The driving forces behind an overactive sympathetic nervous system vary from person to person, but they can often be traced back to a traumatic experience(s) at any stage of life including infancy, exposure to / witnessing of traumatic events, repeated exposure to a stressful environment, and may have some predisposing genetic factors.
So how do we de-escalate the sympathetic nervous system and engage the parasympathetic nervous system, also known as “rest, digest” to re-establish a sense of calm and safety in the mind and body?
There is a simple way to reset the vagus nerve which is heavily associated with the parasympathetic (calm state) nervous system to help with relaxation and the release of stress and anxiety. Some studies suggest that repeated resets of your vagus nerve can assist your body in processing trauma at the subcortical level. Put more simply - it can help you process and release trauma from your brain and body!

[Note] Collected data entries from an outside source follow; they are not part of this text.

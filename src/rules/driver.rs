//! Driving a game through an adapter.
//!
//! Console front-ends, bots and scripted tests implement [`Decider`]; the
//! game asks it for every decision and applies the answers. A rejected
//! decision is returned as the error, and the next call resumes the same
//! turn with the same roll.

use serde::{Deserialize, Serialize};
use tracing::debug;

use crate::core::{ActionRecord, PassiveChoice, PlayerId, Result, TurnAction};
use crate::dice::RollOutcome;
use crate::sheet::Sheet;

use super::engine::GameResult;
use super::game::{Game, TurnPhase};
use super::legality::LegalCombinations;

/// What a participant sees when asked for a decision.
#[derive(Clone, Debug)]
pub struct TurnView<'a> {
    pub player: PlayerId,
    pub sheet: &'a Sheet,
    pub roll: &'a RollOutcome,
    /// Already narrowed to the shared sum for passive participants.
    pub legal: LegalCombinations,
}

/// Source of decisions for every participant.
pub trait Decider {
    /// Pick the active participant's action.
    fn choose_action(&mut self, view: &TurnView<'_>) -> TurnAction;

    /// Pick a passive participant's answer to the shared sum.
    fn choose_passive(&mut self, view: &TurnView<'_>) -> PassiveChoice;
}

/// Summary of one played turn.
#[derive(Clone, Debug, PartialEq, Eq, Serialize, Deserialize)]
pub struct TurnReport {
    pub turn: u32,
    pub active: PlayerId,
    pub roll: RollOutcome,
    /// Actions of this turn, in the order they were applied.
    pub actions: Vec<ActionRecord>,
    pub game_over: bool,
}

impl Game {
    /// Play the current turn to its end, rolling first if needed.
    pub fn play_turn(&mut self, decider: &mut impl Decider) -> Result<TurnReport> {
        let turn = self.turn_number();
        let active = self.current_player();

        let roll = match self.phase() {
            TurnPhase::AwaitingRoll | TurnPhase::Finished => self.roll()?,
            TurnPhase::Active { roll } | TurnPhase::Passive { roll, .. } => *roll,
        };

        if matches!(self.phase(), TurnPhase::Active { .. }) {
            let action = {
                let view = self.view(active, &roll)?;
                decider.choose_action(&view)
            };
            debug!(%active, ?action, "active decision");
            self.apply_active(action)?;
        }

        while let Some(player) = self.pending_passive() {
            let choice = {
                let view = self.view(player, &roll)?;
                decider.choose_passive(&view)
            };
            debug!(%player, ?choice, "passive decision");
            self.apply_passive(player, choice)?;
        }

        let actions = self
            .history()
            .iter()
            .filter(|record| record.turn == turn)
            .cloned()
            .collect();

        Ok(TurnReport {
            turn,
            active,
            roll,
            actions,
            game_over: self.is_game_over(),
        })
    }

    /// Play until the game ends or `max_turns` turns have been played.
    ///
    /// Returns the result if the game finished.
    pub fn play(
        &mut self,
        decider: &mut impl Decider,
        max_turns: u32,
    ) -> Result<Option<GameResult>> {
        for _ in 0..max_turns {
            if self.result().is_some() {
                break;
            }
            self.play_turn(decider)?;
        }
        Ok(self.result())
    }

    fn view<'a>(&'a self, player: PlayerId, roll: &'a RollOutcome) -> Result<TurnView<'a>> {
        Ok(TurnView {
            player,
            sheet: self.sheet(player),
            roll,
            legal: self.legal_combinations(player)?,
        })
    }
}

#[cfg(test)]
mod tests {
    use super::*;
    use crate::core::{Color, ColorMap, GameConfig, GameError, Mark, RecordedAction};

    /// Marks the first shared option it sees, declines otherwise.
    struct Greedy;

    impl Decider for Greedy {
        fn choose_action(&mut self, view: &TurnView<'_>) -> TurnAction {
            match view.legal.shared_colors().next() {
                Some(color) => TurnAction::Shared(Mark::new(color, view.roll.shared_sum())),
                None => TurnAction::FailedAttempt,
            }
        }

        fn choose_passive(&mut self, view: &TurnView<'_>) -> PassiveChoice {
            match view.legal.shared_colors().next() {
                Some(color) => PassiveChoice::Mark(Mark::new(color, view.roll.shared_sum())),
                None => PassiveChoice::Decline,
            }
        }
    }

    /// Always tries the same active action.
    struct Stubborn(TurnAction);

    impl Decider for Stubborn {
        fn choose_action(&mut self, _: &TurnView<'_>) -> TurnAction {
            self.0
        }

        fn choose_passive(&mut self, _: &TurnView<'_>) -> PassiveChoice {
            PassiveChoice::Decline
        }
    }

    fn game(players: usize) -> Game {
        let config = GameConfig::new(players)
            .with_first_player(PlayerId::new(0))
            .with_seed(7);
        Game::new(config).unwrap()
    }

    #[test]
    fn test_play_turn_records_every_seat() {
        let mut g = game(3);
        let report = g.play_turn(&mut Greedy).unwrap();

        assert_eq!(report.turn, 1);
        assert_eq!(report.active, PlayerId::new(0));
        assert_eq!(report.actions.len(), 3);
        assert!(matches!(report.actions[0].action, RecordedAction::Active(_)));
        let order: Vec<_> = report.actions.iter().map(|r| r.player.index()).collect();
        assert_eq!(order, vec![0, 1, 2]);
        assert_eq!(g.current_player(), PlayerId::new(1));
    }

    #[test]
    fn test_rejected_decision_keeps_roll() {
        let mut g = game(2);
        let roll = RollOutcome::from_faces([6, 6], ColorMap::with_value(Some(6))).unwrap();
        g.roll_with(roll).unwrap();

        // 12 closes Red, which needs five earlier marks.
        let mut bad = Stubborn(TurnAction::Shared(Mark::new(Color::Red, 12)));
        assert!(matches!(g.play_turn(&mut bad), Err(GameError::IllegalMark { .. })));
        assert_eq!(g.current_roll(), Some(&roll));

        let mut good = Stubborn(TurnAction::Shared(Mark::new(Color::Green, 12)));
        let report = g.play_turn(&mut good).unwrap();
        assert_eq!(report.roll, roll);
        assert!(g.sheet(PlayerId::new(0)).row(Color::Green).is_marked(12));
    }

    #[test]
    fn test_play_to_completion() {
        let mut g = game(2);
        let result = g.play(&mut Greedy, 500).unwrap();

        assert!(result.is_some());
        assert!(g.is_game_over());
        assert_eq!(g.phase(), &TurnPhase::Finished);
        let ranking = g.ranking();
        assert!(result.unwrap().is_winner(ranking[0].player));
    }

    #[test]
    fn test_play_respects_turn_limit() {
        let mut g = game(2);
        assert_eq!(g.play(&mut Greedy, 0).unwrap(), None);
        assert_eq!(g.turn_number(), 1);
    }
}
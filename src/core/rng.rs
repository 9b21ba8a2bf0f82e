//! Deterministic random number generation for dice.
//!
//! - **Deterministic**: the same seed produces the same rolls, so a game can
//!   be replayed from its seed and the sequence of decisions.
//! - **Serializable**: O(1) state capture and restore.
//!
//! ```
//! use qwixx_engine::core::GameRng;
//!
//! let mut a = GameRng::new(7);
//! let mut b = GameRng::new(7);
//! assert_eq!(a.roll_die(6), b.roll_die(6));
//! ```

use rand::{Rng, SeedableRng};
use rand_chacha::ChaCha8Rng;
use serde::{Deserialize, Serialize};

/// Seeded RNG used by the dice and for choosing the starting seat.
///
/// Uses ChaCha8 for speed while keeping good statistical quality.
#[derive(Clone, Debug)]
pub struct GameRng {
    inner: ChaCha8Rng,
    seed: u64,
}

impl GameRng {
    /// Create a new RNG with the given seed.
    #[must_use]
    pub fn new(seed: u64) -> Self {
        Self {
            inner: ChaCha8Rng::seed_from_u64(seed),
            seed,
        }
    }

    /// Roll one die with faces `1..=sides`.
    pub fn roll_die(&mut self, sides: u8) -> u8 {
        self.inner.gen_range(1..=sides)
    }

    /// Generate a random usize in the given range.
    pub fn gen_range_usize(&mut self, range: std::ops::Range<usize>) -> usize {
        self.inner.gen_range(range)
    }

    /// Get the current state for checkpointing.
    #[must_use]
    pub fn state(&self) -> GameRngState {
        GameRngState {
            seed: self.seed,
            word_pos: self.inner.get_word_pos(),
        }
    }

    /// Restore from a saved state.
    #[must_use]
    pub fn from_state(state: &GameRngState) -> Self {
        let mut inner = ChaCha8Rng::seed_from_u64(state.seed);
        inner.set_word_pos(state.word_pos);
        Self {
            inner,
            seed: state.seed,
        }
    }
}

/// Serializable RNG state.
///
/// Uses the ChaCha8 word position, so capture is O(1) no matter how many
/// dice have been rolled.
#[derive(Clone, Debug, PartialEq, Eq, Serialize, Deserialize)]
pub struct GameRngState {
    /// Original seed
    pub seed: u64,
    /// ChaCha8 word position (128-bit counter)
    pub word_pos: u128,
}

Worth a try? This exercise is simple and doesn’t have to take long, and it can do no harm, so don’t worry if it takes a few try’s to get the hang of it.
Here is a brief video showing how to do a vagus nerve reset. If you prefer to read through the steps, we have written them out below!
Step 1: Lay on your back on a yoga mat or another comfortably firm surface (you can have your legs straight, or bent, whichever is more comfortable).
Step 2: Interlace your fingers and place your hands behind your head (just above where your neck meets the back of your head)
Step 3: Settle into your lying position and take a few breaths
Step 4: Move your eyes horizontally all the way over to the left (it’s important to keep your head centred and your face up to the ceiling, just moving your eyes). Hold your eyes in that left gaze for 30 seconds or more, until you notice yourself taking a deep breath, sighing, or yawning. This can sometimes take people up to several minutes to achieve, so be patient, you’re not doing it wrong even if it takes longer!
Step 5: Once you experience a sigh, yawn, or deep breath, you can shift your eyes all the way to the right, and repeat the exercise on that side. You may feel your body relaxing, or some tension leaving your body.
Good luck, and we hope you find this exercise helpful. Feel free to do it as much as you want!